Boleh jadi benar, dengan atau tanpa penempatan yang tepat, pada kasus penggunaan kata secara itu, proses komunikasi memang akan bisa berlangsung tanpa masalah.[4] Masalah, baru akan muncul pada konteks meta-komunikasinya.[5] Merleau-Ponty mengungkapkan, “Bahasa tidak hanya mengemukakan pikiran, tetapi juga membentuknya. Bahasa juga mengandung tindakan; karena dengan bahasa, penggunanya membentuk dan menyusun sesuatu dari kenyataan.” Jika pendapat Merleau-Ponty ini dipakai untuk memerikasa gejala penggunaan kata secara yang saya contohkan itu, pertanyaan kemudian, tindakan semacam apa yang terkandung di dalamnya? Kenyataan macam apa pula yang ingin dibentuk dan disusunnya? Saya boleh yakin, kata secara yang digunakan secara suka-suka ini pada awalnya bukanlah lahir dari sebuah produk tindakan sadar!
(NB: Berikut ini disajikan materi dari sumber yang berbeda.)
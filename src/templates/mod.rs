pub mod components;
pub mod layouts;
pub mod pages;

// Re-exports for convenience
pub use components::{card, error_page};
pub use layouts::desktop::desktop_layout;
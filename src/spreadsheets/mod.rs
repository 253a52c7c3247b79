pub mod export_xlsx;

pub use export_xlsx::{export_history_xlsx, history_workbook};
//! geoclean: free-form latitude and longitude cleaning
//!
//! Parses messy geographic coordinate text, validates it against the
//! latitude and longitude ranges, and renders it in a canonical format.
//!
//! # Example
//!
//! ```
//! use geoclean::{CleanConfig, CleanedValue, Cleaner, CleaningOutcome};
//!
//! let cleaner = Cleaner::with_config(CleanConfig::new().split(true));
//! let result = cleaner.clean(&["40° 42′ 46″ N, 74° 0′ 22″ W", "NA", "hello"]);
//!
//! assert_eq!(
//!     result.outcomes[0],
//!     CleaningOutcome::Cleaned(CleanedValue::SplitDegrees {
//!         latitude: 40.7128,
//!         longitude: -74.0061,
//!     })
//! );
//! assert_eq!(result.outcomes[1], CleaningOutcome::Null);
//! assert_eq!(result.outcomes[2], CleaningOutcome::Unparseable);
//! println!("{}", result.report());
//! ```

pub mod batch;
pub mod config;
pub mod coord;
pub mod error;
pub mod null_values;
#[cfg(feature = "parallel")]
pub mod parallel;
pub mod policy;
pub mod report;

// Re-export commonly used types
pub use batch::{
    clean_coordinates, validate_coordinate, CleanConfig, CleanProgress, CleanResult, Cleaner,
    CleaningStats,
};
pub use config::{ConfigError, GeocleanConfig};
pub use coord::grammar::parse_coordinate_text;
pub use coord::{
    CleanCoordinate, CleanedValue, CleaningOutcome, CoordinateGroup, Hemisphere, HorizontalAxis,
    OutputFormat, ParsedInput,
};
pub use error::{CleanError, FailureBucket};
pub use null_values::{NullValues, DEFAULT_NULL_VALUES};
pub use policy::InvalidPolicy;
pub use report::CleaningReport;

/// Result type alias for geoclean operations
pub type Result<T> = std::result::Result<T, CleanError>;
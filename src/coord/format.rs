//! Canonical rendering of validated coordinates
//!
//! All formats round to 4 decimal places. Textual formats use the Unicode
//! degree/prime/double-prime marks and a trailing hemisphere letter; minute
//! and second values that come out exactly whole are printed as integers.

use crate::coord::{CleanCoordinate, OutputFormat, DEGREE_SIGN, DOUBLE_PRIME, PRIME};

/// Round to 4 decimal places.
pub fn round4(value: f64) -> f64 {
    (value * 10_000.0).round() / 10_000.0
}

/// Signed decimal degrees rounded to 4 places: the `DecimalDegrees` payload.
pub fn signed_degrees(coord: &CleanCoordinate) -> f64 {
    round4(coord.signed())
}

/// Print a rounded value as an integer when it is exactly whole, otherwise
/// in the shortest form that round-trips.
fn trim_whole(value: f64) -> String {
    if value.fract() == 0.0 {
        format!("{}", value as i64)
    } else {
        value.to_string()
    }
}

/// Render one coordinate in the requested textual/decimal format.
///
/// For `DecimalDegrees` this is the string form of [`signed_degrees`]; batch
/// callers use the numeric value directly and only hit this through joined
/// pair output or `Display`.
pub fn format_coordinate(coord: &CleanCoordinate, format: OutputFormat) -> String {
    let magnitude = coord.magnitude;
    let hemisphere = coord.hemisphere;
    match format {
        OutputFormat::DecimalDegrees => trim_whole(signed_degrees(coord)),
        OutputFormat::DecimalDegreesWithHemisphere => {
            format!("{}{DEGREE_SIGN} {hemisphere}", trim_whole(round4(magnitude)))
        }
        OutputFormat::DegreesMinutes => {
            let whole = magnitude.trunc();
            let minutes = round4(60.0 * (magnitude - whole));
            format!(
                "{}{DEGREE_SIGN} {}{PRIME} {hemisphere}",
                whole as i64,
                trim_whole(minutes)
            )
        }
        OutputFormat::DegreesMinutesSeconds => {
            let whole = magnitude.trunc();
            let minutes = (60.0 * (magnitude - whole)).trunc();
            let seconds = round4(3600.0 * (magnitude - whole) - 60.0 * minutes);
            format!(
                "{}{DEGREE_SIGN} {}{PRIME} {}{DOUBLE_PRIME} {hemisphere}",
                whole as i64,
                minutes as i64,
                trim_whole(seconds)
            )
        }
    }
}
//! Configurable null-value set
//!
//! Cells that mean "no data" come in many spellings. The default set covers
//! the common ones (spreadsheet `#N/A` variants, `NULL`, `NaN`, the empty
//! string, the `-1.#IND`/`1.#QNAN` printf artifacts). Membership is tested
//! on the raw untrimmed string; a padded `" NA "` is not a null marker and
//! falls through to the grammar instead.

use std::collections::HashSet;

/// The default null-value spellings.
pub const DEFAULT_NULL_VALUES: &[&str] = &[
    "",
    "#N/A",
    "#N/A N/A",
    "#NA",
    "-1.#IND",
    "-1.#QNAN",
    "-NaN",
    "-nan",
    "1.#IND",
    "1.#QNAN",
    "<NA>",
    "N/A",
    "NA",
    "NULL",
    "NaN",
    "n/a",
    "nan",
    "null",
];

/// Set of strings treated as missing values.
#[derive(Debug, Clone, PartialEq, Eq)]
pub struct NullValues {
    values: HashSet<String>,
}

impl Default for NullValues {
    fn default() -> Self {
        NullValues {
            values: DEFAULT_NULL_VALUES.iter().map(|s| s.to_string()).collect(),
        }
    }
}

impl NullValues {
    /// The default spelling set.
    pub fn new() -> Self {
        Self::default()
    }

    /// An empty set: nothing short-circuits to `Null`.
    pub fn none() -> Self {
        NullValues {
            values: HashSet::new(),
        }
    }

    /// Build a set from explicit spellings only.
    pub fn from_values<I, S>(values: I) -> Self
    where
        I: IntoIterator<Item = S>,
        S: Into<String>,
    {
        NullValues {
            values: values.into_iter().map(Into::into).collect(),
        }
    }

    /// Add a spelling to the set.
    pub fn insert(&mut self, value: impl Into<String>) {
        self.values.insert(value.into());
    }

    /// Remove a spelling from the set.
    pub fn remove(&mut self, value: &str) {
        self.values.remove(value);
    }

    /// True if the raw cell text is a null marker.
    pub fn is_null(&self, value: &str) -> bool {
        self.values.contains(value)
    }

    /// Number of configured spellings.
    pub fn len(&self) -> usize {
        self.values.len()
    }

    pub fn is_empty(&self) -> bool {
        self.values.is_empty()
    }
}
Tegasnya, hal itu tidak muncul sebagai tindakan yang didasarkan atas pikiran dan tujuan tertentu.[6]

Jika hasil dari sebuah produk tindakan tidak sadar saja efeknya bisa begitu mencengangkan, bagaimana gerangan efek yang akan ditimbulkan oleh penggunaan bahasa yang memang sengaja dimunculkan sebagai sebuah tindakan sadar dan didasarkan atas pikiran atau tujuan-tujuan tertentu?

Sebagai contoh gampangan saja, mari kita periksa apa yang terlintas di benak kita ketika mendengar kata-kata penataran, pembinaan, atau pembangunan, misalnya? Sebagian dari kita barangkali punya trauma tersendiri dengan kata-kata itu: pemaknaan dan pemahaman kata-kata itu menjadi sedemikian politis dan ideologis. Sadar atau tidak, kata-kata itu pun segera disingkirkan dan tidak digunakan. Kini, kita (seolah-olah) akan lebih nyaman jika menggunakan kata pelatihan atau lokakarya daripada penataran, misalnya; meskipun dalam tindak praktik pelaksanaannya, antara pelatihan dan penataran itu tidaklah jauh berbeda. Jika demikian adanya, bukankah penggantian dari kata penataran ke pelatihan itu hanya sekadar bentuk eufeumisme, seperti juga penjara yang kemudian diganti menjadi lembaga pemasyarakatan atau ditangkap yang kerap diganti dengan diamankan? Tindak berbahasa, dengan demikian, cenderung menjadi “tindakan manipulatif.”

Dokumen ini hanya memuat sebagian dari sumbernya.